Machine Mart do a small selection and they are usually in stock, so you can see before you buy. I bought mine off Flea Bay £30 just remember unless its at least 2 foot into the ground the thickness of the post is irrellevant, it'll just pull over with no effort. I use mine just for a visual deterant.


----------



## peejay (May 10, 2005)

Hi Gillian;

We have an Autolock heavy duty retractable post fitted on our driveway..

http://www.klamp-it.co.uk/Pages/KTP3p.htm

Not much to say about it really, you have to dig a big hole and set it in concrete. With yellow reflective panels it is a highly visible detterent.
There are cheaper fold down varieties but I don't think they are as strong.

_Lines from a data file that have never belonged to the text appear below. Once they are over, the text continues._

//! Crowd mechanics: pedestrians as rigid unions of disks pushed by their own
//! locomotion and by viscoelastic, frictional contacts with each other and
//! with static walls, advanced with a fixed-step integrator.
//!
//! ```no_run
//! use crowdmech::config::Scenario;
//! use crowdmech::core::Simulation;
//!
//! # fn main() -> crowdmech::Result<()> {
//! let scenario = Scenario::from_path("corridor.json")?;
//! let mut sim = Simulation::from_scenario(&scenario)?;
//! let last = sim.run()?;
//! println!("t = {}, {} agents", last.time, last.agents.len());
//! # Ok(())
//! # }
//! ```

pub mod config;
pub mod core;
pub mod error;
pub mod output;
pub mod population;

#[cfg(feature = "python")]
mod python;

pub use crate::core::{Frame, Phase, Simulation};
pub use crate::error::{Error, Result};

use crate::config::Scenario;
use crate::output::JsonLinesWriter;
use std::path::Path;

/// Load a scenario file, run it to completion and write every frame as JSON
/// lines to `output_path`. Returns the final frame.
pub fn run_scenario(
    scenario_path: impl AsRef<Path>,
    output_path: impl AsRef<Path>,
) -> Result<Frame> {
    let scenario = Scenario::from_path(scenario_path)?;
    let mut sim = Simulation::from_scenario(&scenario)?;
    let mut writer = JsonLinesWriter::create(output_path)?;
    sim.run_with(&mut writer)
}
#[cfg(test)]
mod tests {
    use super::*;
    use crate::core::agent::{Body, Drive, Kinematics};
    use crate::core::geometry::Disk;
    use crate::core::material::Material;
    use approx::assert_relative_eq;

    fn disk_agent(id: u32, x: f64, y: f64, vx: f64, material: Material) -> Result<Agent> {
        Agent::new(
            id,
            Body::disk(0.25)?,
            80.0,
            None,
            Kinematics::at(Point2::new(x, y)).moving(Vector2::new(vx, 0.0)),
            Drive::default(),
            material,
        )
    }

    fn resolver<'a>(agents: &'a [Agent], obstacles: &'a [Obstacle]) -> ContactResolver<'a> {
        ContactResolver::new(
            agents,
            obstacles,
            FrictionModel::default(),
            BroadPhase::default(),
        )
    }

    #[test]
    fn separated_agents_produce_no_contacts() -> Result<()> {
        let agents = vec![
            disk_agent(0, 0.0, 0.0, 0.0, Material::default())?,
            disk_agent(1, 0.6, 0.0, 0.0, Material::default())?,
        ];
        assert!(resolver(&agents, &[]).detect().is_empty());
        Ok(())
    }

    #[test]
    fn static_overlap_is_pure_spring() -> Result<()> {
        let m = Material::new(1.0e4, 500.0, 0.4)?;
        let agents = vec![
            disk_agent(0, 0.0, 0.0, 0.0, m)?,
            disk_agent(1, 0.45, 0.0, 0.0, m)?,
        ];
        let res = resolver(&agents, &[]).resolve();
        assert_eq!(res.forces.len(), 1);
        let f = &res.forces[0];
        assert_relative_eq!(f.contact.depth, 0.05, epsilon = 1e-12);
        assert_relative_eq!(f.normal_magnitude, 500.0, epsilon = 1e-9);
        assert_eq!(f.tangential_force, Vector2::zeros());
        assert_relative_eq!(res.wrenches[1].force, Vector2::new(500.0, 0.0), epsilon = 1e-9);
        assert_eq!(res.wrenches[0].force, -res.wrenches[1].force);
        assert_relative_eq!(res.wrenches[0].torque, 0.0);
        Ok(())
    }

    #[test]
    fn damping_adds_while_approaching_and_never_pulls() -> Result<()> {
        let m = Material::new(1.0e4, 1.0e3, 0.0)?;
        let closing = vec![
            disk_agent(0, 0.0, 0.0, 1.0, m)?,
            disk_agent(1, 0.49, 0.0, -1.0, m)?,
        ];
        let f = resolver(&closing, &[]).resolve().forces[0];
        assert_relative_eq!(f.contact.approach_velocity, 2.0, epsilon = 1e-12);
        assert_relative_eq!(f.normal_magnitude, 1.0e4 * 0.01 + 2.0e3, epsilon = 1e-9);

        // Separating fast enough that k·δ + c·v_n < 0: clamped to zero.
        let opening = vec![
            disk_agent(0, 0.0, 0.0, -1.0, m)?,
            disk_agent(1, 0.49, 0.0, 1.0, m)?,
        ];
        let f = resolver(&opening, &[]).resolve().forces[0];
        assert_eq!(f.normal_magnitude, 0.0);
        assert_eq!(f.on_b(), Vector2::zeros());
        Ok(())
    }

    #[test]
    fn friction_opposes_sliding_and_is_bounded() -> Result<()> {
        let m = Material::new(1.0e4, 0.0, 0.5)?;
        // B slides along +y relative to A while overlapping by 0.05.
        let a = disk_agent(0, 0.0, 0.0, 0.0, m)?;
        let b = Agent::new(
            1,
            Body::disk(0.25)?,
            80.0,
            None,
            Kinematics::at(Point2::new(0.45, 0.0)).moving(Vector2::new(0.0, 2.0)),
            Drive::default(),
            m,
        )?;
        let agents = vec![a, b];
        let f = resolver(&agents, &[]).resolve().forces[0];
        assert!(f.tangential_force.y < 0.0);
        assert_relative_eq!(f.tangential_force.x, 0.0, epsilon = 1e-12);
        assert!(f.tangential_force.norm() <= 0.5 * f.normal_magnitude + 1e-9);
        // tanh(2 / 0.01) saturates.
        assert_relative_eq!(f.tangential_force.norm(), 0.5 * 500.0, epsilon = 1e-6);
        Ok(())
    }

    #[test]
    fn coulomb_dead_band() {
        let model = FrictionModel::Coulomb {
            stick_velocity: 0.05,
        };
        assert_eq!(
            model.tangential_force(0.5, 100.0, &Vector2::new(0.01, 0.0)),
            Vector2::zeros()
        );
        let f = model.tangential_force(0.5, 100.0, &Vector2::new(0.0, -1.0));
        assert_relative_eq!(f, Vector2::new(0.0, 50.0), epsilon = 1e-12);
    }

    #[test]
    fn regularized_friction_vanishes_at_zero_slip() {
        let model = FrictionModel::default();
        assert_eq!(
            model.tangential_force(0.8, 100.0, &Vector2::zeros()),
            Vector2::zeros()
        );
        let small = model.tangential_force(0.8, 100.0, &Vector2::new(1e-4, 0.0));
        assert!(small.norm() < 0.8 * 100.0 * 0.011);
        assert!(small.x < 0.0);
    }

    #[test]
    fn off_center_contact_produces_torque() -> Result<()> {
        let m = Material::new(1.0e4, 0.0, 0.0)?;
        // Shoulder disk at local +y hits a wall on the right.
        let body = Body::new(vec![
            Disk::new(Vector2::zeros(), 0.15)?,
            Disk::new(Vector2::new(0.0, 0.2), 0.1)?,
        ])?;
        let agent = Agent::new(
            0,
            body,
            70.0,
            None,
            Kinematics::at(Point2::new(0.0, 0.0)),
            Drive::default(),
            m,
        )?;
        let wall = Obstacle::wall(0, Point2::new(0.05, -1.0), Point2::new(0.05, 1.0), m)?;
        let agents = vec![agent];
        let obstacles = vec![wall];
        let res = resolver(&agents, &obstacles).resolve();
        // Both disks touch the wall (0.15 > 0.05 and 0.1 > 0.05).
        assert_eq!(res.forces.len(), 2);
        let w = res.wrenches[0];
        assert!(w.force.x < 0.0);
        // Push toward -x applied above the center turns the agent counter-clockwise.
        assert!(w.torque > 0.0);
        Ok(())
    }

    #[test]
    fn polyline_corner_counted_once() -> Result<()> {
        let m = Material::new(1.0e4, 0.0, 0.0)?;
        let corner = Obstacle::new(
            0,
            vec![
                Point2::new(-1.0, 0.0),
                Point2::new(0.0, 0.0),
                Point2::new(0.0, -1.0),
            ],
            m,
        )?;
        // Disk diagonally outside the convex corner, overlapping only the vertex.
        let agents = vec![disk_agent(0, 0.1, 0.1, 0.0, m)?];
        let obstacles = vec![corner];
        let res = resolver(&agents, &obstacles).resolve();
        assert_eq!(res.forces.len(), 1);
        let n = res.forces[0].contact.normal;
        assert_relative_eq!(n, Vector2::new(1.0, 1.0).normalize(), epsilon = 1e-12);
        Ok(())
    }

    #[test]
    fn same_agent_disks_never_collide() -> Result<()> {
        let body = Body::new(vec![
            Disk::new(Vector2::new(0.0, 0.1), 0.2)?,
            Disk::new(Vector2::new(0.0, -0.1), 0.2)?,
        ])?;
        let agents = vec![Agent::new(
            0,
            body,
            70.0,
            None,
            Kinematics::default(),
            Drive::default(),
            Material::default(),
        )?];
        assert!(resolver(&agents, &[]).detect().is_empty());
        Ok(())
    }

    #[test]
    fn coincident_agents_get_no_force() -> Result<()> {
        let agents = vec![
            disk_agent(0, 1.0, 1.0, 0.0, Material::default())?,
            disk_agent(1, 1.0, 1.0, 0.0, Material::default())?,
        ];
        let res = resolver(&agents, &[]).resolve();
        assert_eq!(res.forces.len(), 1);
        assert!(res.forces[0].contact.degenerate);
        assert_eq!(res.wrenches[0], Wrench::zero());
        assert_eq!(res.wrenches[1], Wrench::zero());
        Ok(())
    }
}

It seems to do its job as no one has knicked the van yet (hope I'm not tempting providence here).

pete


----------



## davesport (Nov 12, 2006)

These ones look very effective & are accompanied by some cheery music 8O

Try this link


----------



## JohnsCrossMotorHomes (Jul 21, 2007)

autostratus said:


> We are moving soon and the front of the house where we will keep our motorhome is much more open than our current house.
> It will be much easier for a would be thief to get it off the drive and I wonder if anyone has experience of the drop down security posts which we could have fitted in the drive in front of the van.
> 
> We want something immediately visible to a potential thief although we will be adding something like a clutch claw and steering wheel lock internally.


Hi,

Good idea, we use removeable hoops which lock into the ground but even those are not totally thief proof as we have had them cut through in the past by thieves with portable angle grinders in full view of the A21!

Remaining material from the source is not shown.